____ MATERIALS PROVIDED

//! Structured logging.
//!
//! Output always goes to stderr; stdout carries the MCP stdio channel.

use clap::ValueEnum;
use tracing_subscriber::{fmt, prelude::*, EnvFilter};

pub const DEFAULT_FILTER: &str = "info";

#[derive(Debug, Clone, Copy, PartialEq, Eq, Default, ValueEnum)]
pub enum LogFormat {
    /// One JSON object per line
    #[default]
    Json,
    /// Human-readable
    Pretty,
}

/// Explicit level first, then `RUST_LOG`, then `info`.
pub fn build_filter(level: Option<&str>) -> anyhow::Result<EnvFilter> {
    match level {
        Some(level) => EnvFilter::try_new(level)
            .map_err(|e| anyhow::anyhow!("invalid log filter '{}': {}", level, e)),
        None => Ok(EnvFilter::try_from_default_env().unwrap_or_else(|_| EnvFilter::new(DEFAULT_FILTER))),
    }
}

pub fn init(level: Option<&str>, format: LogFormat) -> anyhow::Result<()> {
    let filter = build_filter(level)?;
    let registry = tracing_subscriber::registry().with(filter);

    let result = match format {
        LogFormat::Json => registry
            .with(
                fmt::layer()
                    .json()
                    .with_current_span(false)
                    .with_writer(std::io::stderr),
            )
            .try_init(),
        LogFormat::Pretty => registry
            .with(
                fmt::layer()
                    .with_target(false)
                    .with_ansi(false)
                    .with_writer(std::io::stderr),
            )
            .try_init(),
    };
    result.map_err(|e| anyhow::anyhow!("failed to install tracing subscriber: {}", e))
}

#[cfg(test)]
mod tests {
    use super::*;

    #[test]
    fn test_explicit_level() {
        let filter = build_filter(Some("debug")).unwrap();
        assert_eq!(filter.to_string(), "debug");

        let filter = build_filter(Some("probe_mcp=trace,warn")).unwrap();
        assert!(filter.to_string().contains("probe_mcp=trace"));
    }

    #[test]
    fn test_invalid_level() {
        assert!(build_filter(Some("probe_mcp=loud")).is_err());
    }
}
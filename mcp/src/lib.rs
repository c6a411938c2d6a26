//! Single-session MCP client used to verify other MCP servers.
//!
//! ## Modules
//!
//! - [`core`]: connection lifecycle, operation proxy, protocol client seam
//! - [`error`]: error taxonomy and the failure normalizer
//! - [`envelope`]: the response envelope every operation returns
//!
//! Every public operation on [`ConnectionManager`] returns an
//! [`OperationResult`]; none of them return `Err` or panic.

pub mod core;
pub mod envelope;
pub mod error;

// Backward-compatible module paths
pub use core::{config, manager};
// Re-export from core
pub use core::{
    ConnectionManager, Connector, CounterSnapshot, LifecycleState, Operation, OperationCategory,
    Payload, PeerCapabilities, PeerDetails, PeerIdentity, PreviousSessionSummary, ProbeConfig,
    PromptList, PromptRendering, Reply, ResourceContent, ResourceList, RmcpConnector, SessionInfo,
    SessionSnapshot, SessionStatus, Target, TargetSession, ToolCallOutcome, ToolList,
    ToolNameCache, TransportKind,
};
pub use envelope::{OperationResult, Stopwatch, Timing};
pub use error::{ClientError, ClientResult, ErrorDescriptor, ErrorKind};
//! Server configuration.
//!
//! Precedence is CLI flag, then environment variable, then default. The
//! probe's own timeouts come from [`ProbeConfig::from_env`].

use std::fmt;

use clap::{Parser, ValueEnum};
use probe_mcp::ProbeConfig;
use tracing::warn;

use crate::logging::LogFormat;

pub const PORT_ENV: &str = "MCP_PROBE_PORT";
pub const DEFAULT_HOST: &str = "127.0.0.1";
pub const DEFAULT_PORT: u16 = 8000;

/// Transport the probe itself is served over.
#[derive(Debug, Clone, Copy, PartialEq, Eq, Default, ValueEnum)]
pub enum ServerTransport {
    /// Standard input/output, for desktop and CLI clients
    #[default]
    Stdio,
    /// Streamable HTTP, mounted at `/mcp`
    StreamableHttp,
}

impl fmt::Display for ServerTransport {
    fn fmt(&self, f: &mut fmt::Formatter<'_>) -> fmt::Result {
        match self {
            ServerTransport::Stdio => f.write_str("stdio"),
            ServerTransport::StreamableHttp => f.write_str("streamable-http"),
        }
    }
}

/// MCP server that connects to, inspects, and exercises other MCP servers
#[derive(Debug, Parser)]
#[command(name = "mcp-probe", version, about, long_about = None)]
pub struct Cli {
    /// Transport protocol to serve on
    #[arg(short, long, env = "MCP_PROBE_TRANSPORT", value_enum, default_value_t = ServerTransport::Stdio)]
    pub transport: ServerTransport,

    /// Host to bind for HTTP transports
    #[arg(short = 'H', long, env = "MCP_PROBE_HOST", default_value = DEFAULT_HOST)]
    pub host: String,

    /// Port to bind for HTTP transports [env: MCP_PROBE_PORT] [default: 8000]
    #[arg(short, long)]
    pub port: Option<u16>,

    /// Log filter, e.g. `debug` or `probe_mcp=trace` (overrides RUST_LOG)
    #[arg(long, env = "MCP_PROBE_LOG_LEVEL")]
    pub log_level: Option<String>,

    /// Log output format
    #[arg(long, value_enum, default_value_t = LogFormat::Json)]
    pub log_format: LogFormat,
}

/// Fully resolved runtime configuration.
#[derive(Debug, Clone, PartialEq)]
pub struct ServerConfig {
    pub transport: ServerTransport,
    pub host: String,
    pub port: u16,
    pub probe: ProbeConfig,
}

impl ServerConfig {
    pub fn resolve(cli: &Cli) -> Self {
        Self {
            transport: cli.transport,
            host: cli.host.clone(),
            port: resolve_port(cli.port),
            probe: ProbeConfig::from_env(),
        }
    }

    pub fn bind_addr(&self) -> String {
        format!("{}:{}", self.host, self.port)
    }
}

/// CLI port, else `MCP_PROBE_PORT`, else the default. A bad env value is
/// logged and ignored.
pub fn resolve_port(cli: Option<u16>) -> u16 {
    if let Some(port) = cli {
        return port;
    }
    match std::env::var(PORT_ENV) {
        Ok(raw) => raw.trim().parse().unwrap_or_else(|_| {
            warn!(
                var = PORT_ENV,
                value = %raw,
                default = DEFAULT_PORT,
                "Invalid port, using default"
            );
            DEFAULT_PORT
        }),
        Err(_) => DEFAULT_PORT,
    }
}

________

TASK REQUIREMENTS.
Which lines in the records above contain the string "ServerConfig"? Copy them.

RESPONSE FOR THIS EXERCISE.
pub struct ServerConfig {
impl ServerConfig {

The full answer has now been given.